6 new things we learned from the first public hearing on January 6

The House Select Committee investigating the January 6, 2021 attack on the US Capitol has revealed new insight into what happened that day. first public hearing on Thursday evening. It was the first in a series of scheduled public hearings.

Many of Thursday night’s revelations came from recorded, on-camera testimony from witnesses, including former President Trump’s own daughter, who have appeared before the committee in recent months. The hearing also included new testimony from witnesses who were in the Capitol that day.

Here are six things that Thursday night’s hearings have publicly confirmed for the first time.

1. Trump has never called upon a law enforcement agency to protect the Capitol. Instead, Pence did, Cheney says.

According to Vice President Liz Cheney, Trump, who was president at the time of the riots, has not made any calls for a federal entity to direct law enforcement agencies to protect the Capitol. Instead, then-Vice President Mike Pence did, effectively assuming the role of President.

“President Trump not only refused to tell the crowd to leave the Capitol, he made no appeal to any element of the United States government to instruct that the Capitol be defended,” Cheney said. He did not call his Secretary of Defense on January 6. He did not speak to his Attorney General. He did not speak to the Department of Homeland Security. President Trump did not order the National Guard to be deployed that day. effort to work with the Department of Justice to coordinate and deploy law enforcement resources. Vice President Pence did each of those things.”

In audio played by the committee, Mark Milley, chairman of the Joint Chiefs of Staff, said Trump’s chief of staff Mark Meadows urged him to craft a “story” that Trump, not Pence, was in control and was in control. Milley said he considered that request “political, political, political.”

It’s likely the committee will expand on this in upcoming hearings, as exactly what Trump did in those critical hours on Jan. 6 remains unclear.

2. Ivanka Trump said she accepted Barr’s assessment of the election

Then Attorney General William Barr testified that he told Trump he disagreed with his belief that the 2020 presidential election had been stolen.

“I made it clear that I didn’t agree with the idea of ​​saying the election was stolen and putting out stuff like this that I told the president was nonsense,” Barr said in a recorded testimony. “And I didn’t want to be a part of it.”

When Barr determined that President Biden had indeed won the election, Ivanka Trump, Trump’s daughter and adviser, told the committee that she believed him.

“I respect Attorney General Barr. So I accepted what he said,” she said.

The president’s daughter was the first member of the former first family whose testimony was broadcast during the hearings.

3. Multiple Republican Lawmakers Asked for a Pardon from the White House After Jan. 6

Cheney also claimed that in the days following the Capitol riots, several Republican members of Congress petitioned for presidential pardons, including Rep. Scott Perry. Perry has refused to comply with the commission’s subpoenas.

“Several other Republican congressmen have also asked for presidential pardons for their roles in an effort to undo the 2020 election,” Cheney said.

She didn’t mention the other Republicans.

4. Jared Kushner Deemed White House Counsel’s Threats to Resign as “Nagging”

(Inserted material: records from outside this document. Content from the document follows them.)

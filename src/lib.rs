pub mod cli;
pub mod core;
pub mod providers;
pub mod writers;

use crate::cli::quote::QuoteOutput;
use crate::core::cache::Cache;
use crate::core::config::AppConfig;
use crate::core::export::validate_identifiers;
use anyhow::Result;
use std::path::PathBuf;
use std::sync::Arc;
use std::time::Duration;
use tracing::{debug, info};

/// Quote summaries are reused for this long within one run.
const QUOTE_CACHE_TTL: Duration = Duration::from_secs(5 * 60);

pub enum AppCommand {
    Quote {
        symbol: String,
        output: QuoteOutput,
    },
    Search {
        text: String,
    },
    Export {
        symbols: Vec<String>,
        file: Option<PathBuf>,
        output: Option<PathBuf>,
    },
}

pub async fn run_command(command: AppCommand, config_path: Option<&str>) -> Result<()> {
    info!("Fund sheet starting...");

    let config = match config_path {
        Some(path) => AppConfig::load_from_path(path)?,
        None => AppConfig::load()?,
    };
    debug!("Loaded config: {config:#?}");

    let quote_cache = Arc::new(Cache::<String, serde_json::Value>::with_ttl(QUOTE_CACHE_TTL));
    let provider = providers::yahoo_finance::YahooFinanceProvider::new(
        config.providers.yahoo_base_url(),
        quote_cache,
    );

    match command {
        AppCommand::Quote { symbol, output } => {
            cli::quote::run(&provider, &symbol, output, config.export.fetch_timeout()).await
        }
        AppCommand::Search { text } => cli::search::run(&provider, &text).await,
        AppCommand::Export {
            symbols,
            file,
            output,
        } => {
            let identifiers =
                cli::export::resolve_identifiers(symbols, file.as_deref(), &config.funds)?;
            validate_identifiers(&identifiers)?;

            let writer = writers::XlsxWriter::new(&config.export.sheet_name);
            cli::export::run(&provider, &writer, &identifiers, output, &config.export).await?;
            Ok(())
        }
    }
}
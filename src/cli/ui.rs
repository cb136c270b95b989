use crate::core::Cell as ExportCell;
use comfy_table::modifiers::UTF8_ROUND_CORNERS;
use comfy_table::presets::UTF8_FULL;
use comfy_table::{Attribute, Cell, CellAlignment, Color, ContentArrangement, Table};
use console::style;
use indicatif::{ProgressBar, ProgressStyle};

/// Defines different styles for text elements.
pub enum StyleType {
    Title,
    Success,
    Error,
    Subtle,
}

/// Applies a consistent style to a string.
pub fn style_text(text: &str, style_type: StyleType) -> String {
    let styled = match style_type {
        StyleType::Title => style(text).bold().underlined(),
        StyleType::Success => style(text).green().bold(),
        StyleType::Error => style(text).red(),
        StyleType::Subtle => style(text).dim(),
    };
    styled.to_string()
}

/// Creates a new `comfy_table::Table` with standard styling.
pub fn new_styled_table() -> Table {
    let mut table = Table::new();
    table
        .load_preset(UTF8_FULL)
        .apply_modifier(UTF8_ROUND_CORNERS)
        .set_content_arrangement(ContentArrangement::Dynamic);
    table
}

/// Creates a styled header cell for a table.
pub fn header_cell(text: &str) -> Cell {
    Cell::new(text)
        .fg(Color::Cyan)
        .add_attribute(Attribute::Bold)
}

/// Renders an export cell. Empty cells are displayed as "N/A".
pub fn value_cell(cell: &ExportCell) -> Cell {
    match cell {
        ExportCell::Empty => Cell::new("N/A")
            .fg(Color::DarkGrey)
            .set_alignment(CellAlignment::Right),
        ExportCell::Number(n) => Cell::new(format_number(*n)).set_alignment(CellAlignment::Right),
        ExportCell::Text(s) => Cell::new(s),
        ExportCell::Bool(b) => Cell::new(b.to_string()),
    }
}

fn format_number(n: f64) -> String {
    if n.fract() == 0.0 && n.abs() < 1e15 {
        format!("{n:.0}")
    } else {
        format!("{n:.4}")
    }
}

/// Creates a new `indicatif::ProgressBar` with standard styling.
pub fn new_progress_bar(len: u64, with_message: bool) -> ProgressBar {
    let template = if with_message {
        "{spinner:.green} {msg} [{elapsed_precise}] [{bar:40.cyan/blue}] {pos}/{len} ({eta})"
    } else {
        "{spinner:.green} [{elapsed_precise}] [{bar:40.cyan/blue}] {pos}/{len} ({eta})"
    };

    let pb = ProgressBar::new(len);
    pb.set_style(
        ProgressStyle::default_bar()
            .template(template)
            .unwrap_or_else(|_| ProgressStyle::default_bar())
            .progress_chars("#>-"),
    );
    pb
}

The president’s son-in-law and a top adviser, Jared Kushner, was asked by Cheney during his taped statement about “multiple threats” from White House counsel Pat Cipollone and his team to step down amid what Cheney called the ” legal activity” mentioned Trump’s efforts to hold onto the presidency.

“Do you know of several times when Pat Cipollone threatened to resign?” Cheney asked Kushner in a clip played during Thursday’s public hearing.

“Like I said, my interest at the time was getting as much pardon as possible,” Kushner said. “And I know he and the team always said, we’re going to resign, we’re not going to be there if this happens, if that happens. So I took it just to whine, to be honest.”

5. Proud Boys Started Marching to the Capitol Before Trump’s Speech

According to documentary filmmaker Nick Quested, who was filming a documentary about the Proud Boys on Jan. 6, the Proud Boys began marching toward the Capitol before Trump’s rallying speech had even begun.

“I was confused to some extent as to why we walked away from the president’s speech, because I felt we were there to report,” Quested said.

6. Members of Trump’s Cabinet Discussed the 25th Amendment, Cheney Says

Cheney said members of Trump’s cabinet discussed the “possibility of invoking the 25th Amendment,” adding that the American public will hear more about it in upcoming public hearings. The 25th Amendment provides a path for the cabinet to replace the president. It was never called upon on or in the days after January 6.